Die US-Delegierten sagten, die Chinesen hätten ihre Bemühungen als ein auf Abschreckung basierendes Modernisierungsprogramm beschrieben, um mit Entwicklungen wie einer verbesserten US-Raketenabwehr, besseren Überwachungsmöglichkeiten und gestärkten Allianzen umzugehen.

Die USA, Großbritannien und Australien unterzeichneten im vergangenen Jahr ein Abkommen über die gemeinsame Nutzung von Atom-U-Boot-Technologie und die Entwicklung einer neuen Bootsklasse, während Washington derzeit mit Seoul zusammenarbeitet, um die Reaktion auf einen möglichen Atomangriff zu koordinieren.
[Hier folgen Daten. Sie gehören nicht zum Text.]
mod cli;
mod commands;
mod config;
mod logging;
mod run;

use anyhow::Result;
use clap::Parser;
use versus_core::{ImportOptions, SeeAlsoOptions};

use crate::cli::{Cli, Command};

fn main() -> Result<()> {
    let cli = Cli::parse();
    let verbose = cli.verbose || logging::env_flag();
    logging::init(verbose);
    match cli.command {
        Command::Run { config, strict } => run::run_from_config(&config, strict),
        Command::Validate {
            schema,
            database,
            key,
            file,
        } => commands::validate(&schema, database.as_deref(), &key, &file),
        Command::Import {
            schema,
            database,
            key,
            transaction,
            duplicates,
            strict,
            file,
        } => {
            let options = ImportOptions {
                transaction: transaction.into(),
                duplicates: duplicates.into(),
            };
            commands::import(&schema, &database, &key, &file, options, strict)
        }
        Command::SeeAlso {
            database,
            primary,
            record,
            limit,
        } => commands::see_also(
            &database,
            SeeAlsoOptions {
                primary,
                record,
                limit,
            },
        ),
        Command::Reset { schema, database } => commands::reset(&schema, &database),
    }
}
Washingtons Atomwaffenpolitik sieht die Möglichkeit vor, sie einzusetzen, wenn die Abschreckung versagt. Das Pentagon erklärte jedoch, es würde dies nur in extremen Fällen in Betracht ziehen. Konkretere Angaben machte es nicht.

Ein chinesischer Delegierter „verwies auf Studien, denen zufolge chinesische Atomwaffen noch immer anfällig für US-Angriffe seien – ihre Zweitschlagsfähigkeit reiche nicht aus“, sagte Morris.